#### Assignment
Repeat the entries that follow, exactly as they are written.

Stored data entries
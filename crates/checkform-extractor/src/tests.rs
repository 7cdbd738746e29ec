//! Extractor-level tests against the mock provider

use crate::{CheckboxExtractor, ExtractorConfig, PromptBuilder};
use checkform_llm::{MockProvider, MockReply};
use std::fs;

fn extractor_with(provider: MockProvider) -> CheckboxExtractor<MockProvider> {
    CheckboxExtractor::new(provider, ExtractorConfig::default()).with_model_name("mock")
}

#[tokio::test]
async fn test_extract_image_parses_records() {
    let provider = MockProvider::new(
        r#"{"checkboxes": [
            {"section": "TYPE OF INSURANCE", "label": "OCCUR", "is_checked": true},
            {"section": "COVERAGES", "label": "CLAIMS-MADE", "is_checked": false}
        ]}"#,
    );
    let extractor = extractor_with(provider);

    let prompt = PromptBuilder::new().build();
    let result = extractor
        .extract_image(&[0u8; 16], "form_001", &prompt)
        .await
        .unwrap();

    assert_eq!(result.source_id, "form_001");
    assert_eq!(result.records.len(), 2);
    assert_eq!(result.metadata.model_name, "mock");
    assert_eq!(result.metadata.pages, 1);
}

#[tokio::test]
async fn test_extract_image_handles_fenced_response() {
    let provider =
        MockProvider::new("```json\n{\"checkboxes\": [{\"section\": \"A\", \"label\": \"B\", \"is_checked\": true}]}\n```");
    let extractor = extractor_with(provider);

    let result = extractor
        .extract_image(&[], "form", "prompt")
        .await
        .unwrap();
    assert_eq!(result.records.len(), 1);
}

#[tokio::test]
async fn test_extract_image_parse_failure() {
    let provider = MockProvider::new("I could not find any checkboxes, sorry.");
    let extractor = extractor_with(provider);

    let err = extractor
        .extract_image(&[], "form", "prompt")
        .await
        .unwrap_err();
    assert!(err.is_parse());
    assert!(!err.is_transient());
}

#[tokio::test]
async fn test_extract_image_transient_failure() {
    let provider = MockProvider::default();
    provider.push(MockReply::RateLimited);
    let extractor = extractor_with(provider);

    let err = extractor
        .extract_image(&[], "form", "prompt")
        .await
        .unwrap_err();
    assert!(err.is_transient());
}

#[tokio::test]
async fn test_extract_image_terminal_failure() {
    let provider = MockProvider::default();
    provider.push_failure("model exploded");
    let extractor = extractor_with(provider);

    let err = extractor
        .extract_image(&[], "form", "prompt")
        .await
        .unwrap_err();
    assert!(!err.is_transient());
    assert!(err.to_string().contains("model exploded"));
}

#[tokio::test]
async fn test_extract_form_rejects_unknown_extension() {
    let provider = MockProvider::default();
    let extractor = extractor_with(provider);

    let dir = tempfile::tempdir().unwrap();
    let path = dir.path().join("form.docx");
    fs::write(&path, b"not a form").unwrap();

    let err = extractor.extract_form(&path, "prompt").await.unwrap_err();
    assert!(matches!(err, crate::ExtractorError::UnsupportedInput(_)));
}

#[tokio::test]
async fn test_batch_attributes_results_by_source_id() {
    let provider = MockProvider::new(
        r#"{"checkboxes": [{"section": "A", "label": "B", "is_checked": true}]}"#,
    );
    let extractor = extractor_with(provider);

    let dir = tempfile::tempdir().unwrap();
    let first = dir.path().join("alpha.png");
    let second = dir.path().join("beta.png");
    fs::write(&first, b"png-bytes").unwrap();
    fs::write(&second, b"png-bytes").unwrap();

    let outcome = extractor
        .batch(&[first, second], "prompt")
        .await;

    assert!(outcome.failures.is_empty());
    let ids: Vec<&str> = outcome.results.iter().map(|r| r.source_id.as_str()).collect();
    assert_eq!(ids, vec!["alpha.png", "beta.png"]);
    assert!(outcome.results.iter().all(|r| r.records.len() == 1));
}

#[tokio::test]
async fn test_batch_isolates_failures() {
    let provider = MockProvider::new(
        r#"{"checkboxes": []}"#,
    );
    let extractor = extractor_with(provider);

    let dir = tempfile::tempdir().unwrap();
    let good = dir.path().join("good.png");
    fs::write(&good, b"png-bytes").unwrap();
    let missing = dir.path().join("missing.png");

    let outcome = extractor.batch(&[good, missing], "prompt").await;

    assert_eq!(outcome.results.len(), 1);
    assert_eq!(outcome.results[0].source_id, "good.png");
    assert_eq!(outcome.failures.len(), 1);
    assert_eq!(outcome.failures[0].source_id, "missing.png");
}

#### Response box
filename crates/checkform-extractor/src/tests.rs
repository 7cdbd738746e29ec
//! Extractor-level tests against the mock provider

use crate::{CheckboxExtractor, ExtractorConfig, PromptBuilder};
use checkform_llm::{MockProvider, MockReply};
use std::fs;

fn extractor_with(provider: MockProvider) -> CheckboxExtractor<MockProvider> {
    CheckboxExtractor::new(provider, ExtractorConfig::default()).with_model_name("mock")
}

#[tokio::test]
async fn test_extract_image_parses_records() {
    let provider = MockProvider::new(
        r#"{"checkboxes": [
            {"section": "TYPE OF INSURANCE", "label": "OCCUR", "is_checked": true},
            {"section": "COVERAGES", "label": "CLAIMS-MADE", "is_checked": false}
        ]}"#,
    );
    let extractor = extractor_with(provider);

    let prompt = PromptBuilder::new().build();
    let result = extractor
        .extract_image(&[0u8; 16], "form_001", &prompt)
        .await
        .unwrap();

    assert_eq!(result.source_id, "form_001");
    assert_eq!(result.records.len(), 2);
    assert_eq!(result.metadata.model_name, "mock");
    assert_eq!(result.metadata.pages, 1);
}

#[tokio::test]
async fn test_extract_image_handles_fenced_response() {
    let provider =
        MockProvider::new("```json\n{\"checkboxes\": [{\"section\": \"A\", \"label\": \"B\", \"is_checked\": true}]}\n```");
    let extractor = extractor_with(provider);

    let result = extractor
        .extract_image(&[], "form", "prompt")
        .await
        .unwrap();
    assert_eq!(result.records.len(), 1);
}

#[tokio::test]
async fn test_extract_image_parse_failure() {
    let provider = MockProvider::new("I could not find any checkboxes, sorry.");
    let extractor = extractor_with(provider);

    let err = extractor
        .extract_image(&[], "form", "prompt")
        .await
        .unwrap_err();
    assert!(err.is_parse());
    assert!(!err.is_transient());
}

#[tokio::test]
async fn test_extract_image_transient_failure() {
    let provider = MockProvider::default();
    provider.push(MockReply::RateLimited);
    let extractor = extractor_with(provider);

    let err = extractor
        .extract_image(&[], "form", "prompt")
        .await
        .unwrap_err();
    assert!(err.is_transient());
}

#[tokio::test]
async fn test_extract_image_terminal_failure() {
    let provider = MockProvider::default();
    provider.push_failure("model exploded");
    let extractor = extractor_with(provider);

    let err = extractor
        .extract_image(&[], "form", "prompt")
        .await
        .unwrap_err();
    assert!(!err.is_transient());
    assert!(err.to_string().contains("model exploded"));
}

#[tokio::test]
async fn test_extract_form_rejects_unknown_extension() {
    let provider = MockProvider::default();
    let extractor = extractor_with(provider);

    let dir = tempfile::tempdir().unwrap();
    let path = dir.path().join("form.docx");
    fs::write(&path, b"not a form").unwrap();

    let err = extractor.extract_form(&path, "prompt").await.unwrap_err();
    assert!(matches!(err, crate::ExtractorError::UnsupportedInput(_)));
}

#[tokio::test]
async fn test_batch_attributes_results_by_source_id() {
    let provider = MockProvider::new(
        r#"{"checkboxes": [{"section": "A", "label": "B", "is_checked": true}]}"#,
    );
    let extractor = extractor_with(provider);

    let dir = tempfile::tempdir().unwrap();
    let first = dir.path().join("alpha.png");
    let second = dir.path().join("beta.png");
    fs::write(&first, b"png-bytes").unwrap();
    fs::write(&second, b"png-bytes").unwrap();

    let outcome = extractor
        .batch(&[first, second], "prompt")
        .await;

    assert!(outcome.failures.is_empty());
    let ids: Vec<&str> = outcome.results.iter().map(|r| r.source_id.as_str()).collect();
    assert_eq!(ids, vec!["alpha.png", "beta.png"]);
    assert!(outcome.results.iter().all(|r| r.records.len() == 1));
}

#[tokio::test]
async fn test_batch_isolates_failures() {
    let provider = MockProvider::new(
        r#"{"checkboxes": []}"#,
    );
    let extractor = extractor_with(provider);

    let dir = tempfile::tempdir().unwrap();
    let good = dir.path().join("good.png");
    fs::write(&good, b"png-bytes").unwrap();
    let missing = dir.path().join("missing.png");

    let outcome = extractor.batch(&[good, missing], "prompt").await;

    assert_eq!(outcome.results.len(), 1);
    assert_eq!(outcome.results[0].source_id, "good.png");
    assert_eq!(outcome.failures.len(), 1);
    assert_eq!(outcome.failures[0].source_id, "missing.png");
}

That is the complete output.